_Given information_
#####
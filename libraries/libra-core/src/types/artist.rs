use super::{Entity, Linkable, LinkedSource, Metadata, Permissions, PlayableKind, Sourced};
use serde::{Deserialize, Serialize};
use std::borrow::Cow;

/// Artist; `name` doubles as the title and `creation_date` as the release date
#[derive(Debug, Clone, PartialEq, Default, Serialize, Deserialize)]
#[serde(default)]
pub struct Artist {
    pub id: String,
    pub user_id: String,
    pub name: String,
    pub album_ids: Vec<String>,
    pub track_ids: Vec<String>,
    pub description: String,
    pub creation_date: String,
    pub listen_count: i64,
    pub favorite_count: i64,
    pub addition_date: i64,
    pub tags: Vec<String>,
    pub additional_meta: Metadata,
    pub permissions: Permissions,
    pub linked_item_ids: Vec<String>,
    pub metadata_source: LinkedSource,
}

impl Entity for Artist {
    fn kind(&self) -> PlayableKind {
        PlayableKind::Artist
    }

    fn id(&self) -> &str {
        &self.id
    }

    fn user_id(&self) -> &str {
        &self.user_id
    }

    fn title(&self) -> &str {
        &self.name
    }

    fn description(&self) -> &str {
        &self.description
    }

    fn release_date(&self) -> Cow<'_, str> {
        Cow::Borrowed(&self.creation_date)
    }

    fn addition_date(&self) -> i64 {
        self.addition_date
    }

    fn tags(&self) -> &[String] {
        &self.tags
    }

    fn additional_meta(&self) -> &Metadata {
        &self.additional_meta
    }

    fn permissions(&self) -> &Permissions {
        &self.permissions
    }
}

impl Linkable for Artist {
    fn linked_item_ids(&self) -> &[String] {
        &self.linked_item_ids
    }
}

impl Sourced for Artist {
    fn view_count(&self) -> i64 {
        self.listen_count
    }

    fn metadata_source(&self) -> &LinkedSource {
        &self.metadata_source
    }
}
#####
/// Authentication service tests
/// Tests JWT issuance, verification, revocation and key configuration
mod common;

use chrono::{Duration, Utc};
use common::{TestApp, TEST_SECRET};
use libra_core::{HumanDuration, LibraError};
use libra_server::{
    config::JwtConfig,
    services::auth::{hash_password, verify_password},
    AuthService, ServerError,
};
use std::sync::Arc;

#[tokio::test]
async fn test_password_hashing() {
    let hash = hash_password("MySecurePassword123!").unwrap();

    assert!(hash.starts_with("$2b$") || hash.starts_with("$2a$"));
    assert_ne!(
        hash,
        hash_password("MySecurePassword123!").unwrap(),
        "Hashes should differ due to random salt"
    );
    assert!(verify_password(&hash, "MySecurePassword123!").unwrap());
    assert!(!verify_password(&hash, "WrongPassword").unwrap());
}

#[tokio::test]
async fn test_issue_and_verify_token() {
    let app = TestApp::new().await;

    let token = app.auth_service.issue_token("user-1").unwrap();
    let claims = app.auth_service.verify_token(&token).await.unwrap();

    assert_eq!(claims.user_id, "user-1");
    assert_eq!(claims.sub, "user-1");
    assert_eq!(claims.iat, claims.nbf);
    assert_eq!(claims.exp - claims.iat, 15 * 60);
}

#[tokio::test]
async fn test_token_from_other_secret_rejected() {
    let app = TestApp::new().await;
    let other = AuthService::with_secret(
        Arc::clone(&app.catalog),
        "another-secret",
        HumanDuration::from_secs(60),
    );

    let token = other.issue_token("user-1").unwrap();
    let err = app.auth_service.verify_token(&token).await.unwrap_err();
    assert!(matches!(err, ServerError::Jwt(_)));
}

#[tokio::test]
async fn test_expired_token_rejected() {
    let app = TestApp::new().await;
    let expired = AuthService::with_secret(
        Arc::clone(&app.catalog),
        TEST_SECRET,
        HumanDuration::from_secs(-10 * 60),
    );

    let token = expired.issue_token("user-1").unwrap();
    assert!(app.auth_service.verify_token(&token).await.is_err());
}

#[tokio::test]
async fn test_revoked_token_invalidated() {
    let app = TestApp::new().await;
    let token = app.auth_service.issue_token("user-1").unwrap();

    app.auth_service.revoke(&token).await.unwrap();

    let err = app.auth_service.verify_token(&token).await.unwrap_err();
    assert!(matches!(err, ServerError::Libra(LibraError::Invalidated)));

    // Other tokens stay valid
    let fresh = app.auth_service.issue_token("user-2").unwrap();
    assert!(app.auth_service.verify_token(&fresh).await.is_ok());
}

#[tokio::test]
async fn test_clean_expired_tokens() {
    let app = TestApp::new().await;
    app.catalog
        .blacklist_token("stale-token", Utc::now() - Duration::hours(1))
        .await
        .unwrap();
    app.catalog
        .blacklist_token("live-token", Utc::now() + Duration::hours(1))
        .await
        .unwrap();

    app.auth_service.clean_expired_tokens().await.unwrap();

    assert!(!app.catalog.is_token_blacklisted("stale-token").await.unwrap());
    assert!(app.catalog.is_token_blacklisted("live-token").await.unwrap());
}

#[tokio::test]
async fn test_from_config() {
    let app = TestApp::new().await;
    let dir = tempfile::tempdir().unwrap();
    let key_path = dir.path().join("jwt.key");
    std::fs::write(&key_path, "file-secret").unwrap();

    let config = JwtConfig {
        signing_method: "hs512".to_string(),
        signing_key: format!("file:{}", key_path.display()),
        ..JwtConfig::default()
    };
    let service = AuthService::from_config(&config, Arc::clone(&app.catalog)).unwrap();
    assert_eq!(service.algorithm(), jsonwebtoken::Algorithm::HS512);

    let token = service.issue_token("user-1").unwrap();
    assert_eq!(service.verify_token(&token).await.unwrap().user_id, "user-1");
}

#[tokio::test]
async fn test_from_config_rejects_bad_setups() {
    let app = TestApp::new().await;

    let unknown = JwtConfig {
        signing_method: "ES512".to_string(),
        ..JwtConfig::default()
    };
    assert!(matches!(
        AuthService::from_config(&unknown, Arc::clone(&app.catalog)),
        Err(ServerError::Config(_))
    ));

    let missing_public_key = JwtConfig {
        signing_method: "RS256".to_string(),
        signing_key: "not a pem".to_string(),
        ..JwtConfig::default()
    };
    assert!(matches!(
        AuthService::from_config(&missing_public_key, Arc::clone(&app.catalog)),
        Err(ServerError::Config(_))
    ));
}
#####
_What to work on_
The response must contain every line from the listing above in which the string "title" appears.

_Answer section_
/// Artist; `name` doubles as the title and `creation_date` as the release date
    fn title(&self) -> &str {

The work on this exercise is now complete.